Przyznam, że nie raz obił mi się o uszy tytuł "Złodziejka książek", nie trudno go nie zauważyć, gdy kilka popularnych blogów ma właśnie taką nazwę. Jednak im więcej osób zachwyca się powieścią i pieje nad nią z zachwytu, tym większy włącza się u mnie sceptycyzm. Miałam tak przy "Ostatniej spowiedzi", przez którą nie przebrnęłam i właśnie przy tej powieści. Jednak teraz oficjalnie przyznaję się do błędu: nie mam najmniejszych wątpliwości, że "Złodziejka książek" zasługiwała na te wszystkie pochwały i zachwyty.

"Definicja, której nie ma w słowniku:
Nie odchodzić: akt wiary i miłości, prawidłowo rozszyfrowany przez dzieci."
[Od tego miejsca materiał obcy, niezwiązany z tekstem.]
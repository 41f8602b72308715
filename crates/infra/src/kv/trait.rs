use std::sync::Arc;

use thiserror::Error;

use stockroom_core::DomainError;

#[derive(Debug, Error)]
pub enum StoreError {
    #[error("invalid store key '{0}' (use letters, digits, '-' or '_')")]
    InvalidKey(String),

    #[error("store io failed: {0}")]
    Io(#[from] std::io::Error),

    #[error("snapshot (de)serialization failed: {0}")]
    Serialize(#[from] serde_json::Error),

    #[error("ledger rejected snapshot: {0}")]
    Domain(#[from] DomainError),

    #[error("store lock poisoned")]
    Poisoned,
}

/// Key/value store for serialized snapshots.
pub trait KeyValueStore: Send + Sync {
    /// Value stored under `key`, or `None` if nothing was ever written.
    fn get(&self, key: &str) -> Result<Option<String>, StoreError>;

    /// Replace the value under `key`.
    fn set(&self, key: &str, value: &str) -> Result<(), StoreError>;

    /// Remove `key`; removing a missing key is not an error.
    fn remove(&self, key: &str) -> Result<(), StoreError>;
}

impl<S> KeyValueStore for Arc<S>
where
    S: KeyValueStore + ?Sized,
{
    fn get(&self, key: &str) -> Result<Option<String>, StoreError> {
        (**self).get(key)
    }

    fn set(&self, key: &str, value: &str) -> Result<(), StoreError> {
        (**self).set(key, value)
    }

    fn remove(&self, key: &str) -> Result<(), StoreError> {
        (**self).remove(key)
    }
}

/// Keys double as file names, so keep them to a safe alphabet.
pub fn validate_key(key: &str) -> Result<(), StoreError> {
    let ok = !key.is_empty()
        && key
            .chars()
            .all(|c| c.is_ascii_alphanumeric() || c == '-' || c == '_');
    if ok {
        Ok(())
    } else {
        Err(StoreError::InvalidKey(key.to_string()))
    }
}

#[cfg(test)]
mod tests {
    use super::*;

    #[test]
    fn accepts_plain_keys() {
        assert!(validate_key("inventory").is_ok());
        assert!(validate_key("inventory_v2-backup").is_ok());
    }

    #[test]
    fn rejects_path_like_keys() {
        for key in ["", "../etc", "a/b", "inventory.json", "with space"] {
            assert!(matches!(validate_key(key), Err(StoreError::InvalidKey(_))), "{key}");
        }
    }
}
//! Tracing/logging setup shared by stockroom binaries.

/// Tracing configuration (filters, output format).
pub mod tracing;

pub use self::tracing::LogFormat;

/// Initialize process-wide logging with the format named by
/// `STOCKROOM_LOG_FORMAT` (JSON when unset or unknown).
///
/// This is safe to call multiple times; subsequent calls become no-ops.
pub fn init() {
    tracing::init(LogFormat::from_env());
}

/// Initialize process-wide logging with an explicit output format.
pub fn init_with(format: LogFormat) {
    tracing::init(format);
}
use std::collections::HashMap;
use std::sync::RwLock;

use super::r#trait::{KeyValueStore, StoreError, validate_key};

/// In-memory key/value store for tests/dev.
#[derive(Debug, Default)]
pub struct InMemoryStore {
    inner: RwLock<HashMap<String, String>>,
}

impl InMemoryStore {
    pub fn new() -> Self {
        Self::default()
    }
}

impl KeyValueStore for InMemoryStore {
    fn get(&self, key: &str) -> Result<Option<String>, StoreError> {
        validate_key(key)?;
        let map = self.inner.read().map_err(|_| StoreError::Poisoned)?;
        Ok(map.get(key).cloned())
    }

    fn set(&self, key: &str, value: &str) -> Result<(), StoreError> {
        validate_key(key)?;
        let mut map = self.inner.write().map_err(|_| StoreError::Poisoned)?;
        map.insert(key.to_string(), value.to_string());
        Ok(())
    }

    fn remove(&self, key: &str) -> Result<(), StoreError> {
        validate_key(key)?;
        let mut map = self.inner.write().map_err(|_| StoreError::Poisoned)?;
        map.remove(key);
        Ok(())
    }
}

#[cfg(test)]
mod tests {
    use super::*;

    #[test]
    fn set_get_remove() {
        let store = InMemoryStore::new();
        assert_eq!(store.get("inventory").unwrap(), None);

        store.set("inventory", "[]").unwrap();
        assert_eq!(store.get("inventory").unwrap().as_deref(), Some("[]"));

        store.remove("inventory").unwrap();
        store.remove("inventory").unwrap();
        assert_eq!(store.get("inventory").unwrap(), None);
    }
}
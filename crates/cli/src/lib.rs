//! `stockroom`: command-line shell around the stock ledger.
//!
//! Each invocation loads the inventory snapshot from the data directory, runs
//! one ledger operation, writes the snapshot back if anything changed and
//! prints the result as JSON.

use std::path::PathBuf;

use anyhow::Result;
use chrono::{DateTime, NaiveDate, Utc};
use clap::{Args, Parser, Subcommand};
use serde_json::{Value, json};

use stockroom_core::{ItemId, UserId};
use stockroom_events::EventBus;
use stockroom_infra::{InventorySnapshots, KeyValueStore};
use stockroom_inventory::{
    ItemDetails, LedgerConfig, LedgerEnvelope, MovementType, NewItem, NewMovement, StockLedger,
    UnderflowPolicy,
};
use stockroom_observability::LogFormat;

#[derive(Parser, Debug)]
#[command(name = "stockroom", about = "Inventory stock ledger for a garment workshop")]
pub struct Cli {
    /// Directory holding the inventory snapshot.
    #[arg(long, env = "STOCKROOM_DATA_DIR", default_value = "./stockroom-data")]
    pub data_dir: PathBuf,

    /// User id recorded as the author of new items and movements.
    #[arg(long, env = "STOCKROOM_ACTOR")]
    pub actor: Option<UserId>,

    /// Overdraw handling: floor (record, clamp at zero) or reject.
    /// Overrides `STOCKROOM_UNDERFLOW_POLICY`.
    #[arg(long)]
    pub underflow: Option<UnderflowPolicy>,

    /// Log output: json, pretty or compact. Overrides `STOCKROOM_LOG_FORMAT`.
    #[arg(long)]
    pub log_format: Option<LogFormat>,

    #[command(subcommand)]
    pub command: Command,
}

impl Cli {
    /// Ledger settings from the environment, with `--underflow` on top.
    pub fn ledger_config(&self) -> LedgerConfig {
        self.ledger_config_over(LedgerConfig::from_env())
    }

    fn ledger_config_over(&self, mut config: LedgerConfig) -> LedgerConfig {
        if let Some(underflow) = self.underflow {
            config.underflow = underflow;
        }
        config
    }

    /// `--log-format`, else `STOCKROOM_LOG_FORMAT`, else JSON.
    pub fn log_format(&self) -> LogFormat {
        self.log_format.unwrap_or_else(LogFormat::from_env)
    }
}

#[derive(Subcommand, Debug)]
pub enum Command {
    /// Register a new item.
    Register(RegisterArgs),
    /// Record a stock movement.
    Move(MoveArgs),
    /// Mark an item discontinued (or clear the mark with --off).
    Discontinue {
        item: ItemId,
        #[arg(long)]
        off: bool,
    },
    /// Edit an item's details and thresholds (stock is not editable).
    Edit {
        item: ItemId,
        #[command(flatten)]
        details: DetailsArgs,
    },
    /// Show one item.
    Show { item: ItemId },
    /// List every item.
    List,
    /// Items at or below their minimum, lowest first.
    LowStock,
    /// One item's movements, oldest first.
    History { item: ItemId },
    /// Movements across all items, newest first.
    Feed {
        #[arg(long)]
        limit: Option<usize>,
    },
    /// Totals and status counts.
    Summary,
}

impl Command {
    pub fn is_mutation(&self) -> bool {
        matches!(
            self,
            Command::Register(_) | Command::Move(_) | Command::Discontinue { .. } | Command::Edit { .. }
        )
    }
}

#[derive(Args, Debug, Clone)]
pub struct DetailsArgs {
    #[arg(long)]
    pub name: String,
    #[arg(long)]
    pub category: String,
    #[arg(long)]
    pub unit: String,
    #[arg(long)]
    pub location: String,
    #[arg(long)]
    pub min: i64,
    #[arg(long)]
    pub max: i64,
    /// Cost per unit in the smallest currency unit.
    #[arg(long, default_value_t = 0)]
    pub cost: u64,
    #[arg(long)]
    pub supplier: Option<String>,
    #[arg(long)]
    pub barcode: Option<String>,
    #[arg(long)]
    pub description: Option<String>,
    /// Expiry date, YYYY-MM-DD.
    #[arg(long)]
    pub expiry: Option<NaiveDate>,
}

impl From<DetailsArgs> for ItemDetails {
    fn from(args: DetailsArgs) -> Self {
        ItemDetails {
            name: args.name,
            category: args.category,
            unit: args.unit,
            location: args.location,
            supplier: args.supplier,
            barcode: args.barcode,
            description: args.description,
            expiry_date: args.expiry,
            min_stock: args.min,
            max_stock: args.max,
            cost_per_unit: args.cost,
        }
    }
}

#[derive(Args, Debug, Clone)]
pub struct RegisterArgs {
    #[command(flatten)]
    pub details: DetailsArgs,
    /// Opening stock.
    #[arg(long, default_value_t = 0, allow_negative_numbers = true)]
    pub stock: i64,
}

#[derive(Args, Debug, Clone)]
pub struct MoveArgs {
    pub item: ItemId,
    /// in, out, adjustment or transfer.
    pub kind: MovementType,
    #[arg(allow_negative_numbers = true)]
    pub quantity: i64,
    #[arg(long)]
    pub reason: String,
    #[arg(long)]
    pub reference: Option<String>,
    /// Effective date (RFC 3339); defaults to now.
    #[arg(long)]
    pub date: Option<DateTime<Utc>>,
}

/// Run one command against `ledger`, persisting through `snapshots` when it
/// changed something.
pub fn run<B, S>(
    command: Command,
    ledger: &StockLedger<B>,
    snapshots: &InventorySnapshots<S>,
    actor: Option<UserId>,
    now: DateTime<Utc>,
) -> Result<Value>
where
    B: EventBus<LedgerEnvelope>,
    S: KeyValueStore,
{
    let persist = command.is_mutation();

    let output = match command {
        Command::Register(args) => {
            let item = ledger.register_item(NewItem {
                details: args.details.into(),
                initial_stock: args.stock,
                created_by: actor,
                occurred_at: now,
            })?;
            serde_json::to_value(item)?
        }
        Command::Move(args) => {
            let item = ledger.apply_movement(
                args.item,
                NewMovement {
                    kind: args.kind,
                    quantity: args.quantity,
                    reason: args.reason,
                    reference: args.reference,
                    date: args.date,
                    created_by: actor,
                    occurred_at: now,
                },
            )?;
            serde_json::to_value(item)?
        }
        Command::Discontinue { item, off } => serde_json::to_value(ledger.set_discontinued(item, !off, now)?)?,
        Command::Edit { item, details } => {
            serde_json::to_value(ledger.update_details(item, details.into(), now)?)?
        }
        Command::Show { item } => serde_json::to_value(ledger.get(item)?)?,
        Command::List => serde_json::to_value(ledger.list()?)?,
        Command::LowStock => serde_json::to_value(ledger.query_low_stock()?)?,
        Command::History { item } => {
            let history = ledger.movement_history(item)?;
            serde_json::to_value(history.iter().collect::<Vec<_>>())?
        }
        Command::Feed { limit } => {
            let mut feed = ledger.movement_feed()?;
            if let Some(limit) = limit {
                feed.truncate(limit);
            }
            serde_json::to_value(feed)?
        }
        Command::Summary => {
            let summary = ledger.summary()?;
            json!({ "summary": summary, "underflowPolicy": ledger.config().underflow.to_string() })
        }
    };

    if persist {
        let saved = snapshots.persist(ledger)?;
        tracing::debug!(items = saved, "snapshot persisted");
    }
    Ok(output)
}

#[cfg(test)]
mod tests {
    use super::*;
    use clap::CommandFactory;
    use stockroom_infra::{INVENTORY_KEY, InMemoryStore};

    fn parse(args: &[&str]) -> Cli {
        let mut argv = vec!["stockroom"];
        argv.extend_from_slice(args);
        Cli::try_parse_from(argv).unwrap()
    }

    fn register_args() -> Vec<&'static str> {
        vec![
            "register", "--name", "Denim 12oz", "--category", "fabric", "--unit", "m",
            "--location", "Rack 2", "--min", "20", "--max", "100", "--cost", "650", "--stock", "15",
        ]
    }

    #[test]
    fn parses_register_with_defaults() {
        let cli = parse(&register_args());
        assert_eq!(cli.log_format, None);
        assert_eq!(cli.underflow, None);
        match cli.command {
            Command::Register(args) => {
                assert_eq!(args.stock, 15);
                assert_eq!(args.details.cost, 650);
                assert_eq!(args.details.supplier, None);
            }
            other => panic!("unexpected command {other:?}"),
        }
    }

    #[test]
    fn policy_and_log_format_are_not_read_by_the_parser() {
        let command = Cli::command();
        for id in ["underflow", "log_format"] {
            let arg = command
                .get_arguments()
                .find(|a| a.get_id().as_str() == id)
                .unwrap();
            assert_eq!(arg.get_env(), None, "{id} must leave its variable to the config layer");
        }
    }

    #[test]
    fn underflow_flag_overrides_environment_config() {
        let from_env = LedgerConfig::new(UnderflowPolicy::Reject);

        let cli = parse(&["list"]);
        assert_eq!(cli.ledger_config_over(from_env).underflow, UnderflowPolicy::Reject);

        let cli = parse(&["--underflow", "floor", "list"]);
        assert_eq!(cli.ledger_config_over(from_env).underflow, UnderflowPolicy::Floor);

        let cli = parse(&["--log-format", "pretty", "summary"]);
        assert_eq!(cli.log_format(), LogFormat::Pretty);
    }

    #[test]
    fn rejects_unknown_movement_kind() {
        let id = ItemId::new().to_string();
        let result = Cli::try_parse_from(["stockroom", "move", id.as_str(), "gift", "3", "--reason", "x"]);
        assert!(result.is_err());
    }

    #[test]
    fn mutations_persist_and_queries_do_not() {
        let ledger = StockLedger::in_memory(LedgerConfig::default());
        let snapshots = InventorySnapshots::new(InMemoryStore::new());
        let now = Utc::now();

        let out = run(parse(&["list"]).command, &ledger, &snapshots, None, now).unwrap();
        assert_eq!(out, json!([]));
        assert_eq!(snapshots.store().get(INVENTORY_KEY).unwrap(), None);

        let item = run(parse(&register_args()).command, &ledger, &snapshots, None, now).unwrap();
        assert_eq!(item["status"], "low_stock");
        let id = item["id"].as_str().unwrap().to_string();

        let moved = run(
            parse(&["move", &id, "in", "50", "--reason", "delivery"]).command,
            &ledger,
            &snapshots,
            None,
            now,
        )
        .unwrap();
        assert_eq!(moved["currentStock"], 65);
        assert_eq!(moved["status"], "in_stock");

        assert_eq!(snapshots.load().unwrap().len(), 1);
        assert_eq!(snapshots.load().unwrap()[0].current_stock(), 65);
    }

    #[test]
    fn failed_mutation_reports_fields_and_saves_nothing() {
        let ledger = StockLedger::in_memory(LedgerConfig::default());
        let snapshots = InventorySnapshots::new(InMemoryStore::new());

        let mut args = register_args();
        let min = args.iter().position(|a| *a == "--min").unwrap();
        args[min + 1] = "500";

        let err = run(parse(&args).command, &ledger, &snapshots, None, Utc::now()).unwrap_err();
        assert!(err.to_string().contains("min_stock"));
        assert_eq!(snapshots.store().get(INVENTORY_KEY).unwrap(), None);
    }
}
Nie wierzcie opisom filmu, które od tylu miesięcy wprowadzają ludzi w błąd, jakoby Liesel kradła książki i sprzedawała je w czasie wojny, żeby przeżyć. Po pierwsze, kto w ogóle napisał i opublikował oficjalnie taką głupotę, bo po prostu z tego powodu w grobach się ludzie przewracają. Sprzedawanie książek nielegalnie w Niemczech w czasie II wojny światowej? Oczywiście, jeżeli bardzo śpieszy Ci się, żeby zniknąć i nigdy się nie odnaleźć. Nie, historia tej niezwykłej dziewczynki nie ma nic wspólnego ze sprzedawaniem powieści, ale całkiem sporo z ich kradzieżą.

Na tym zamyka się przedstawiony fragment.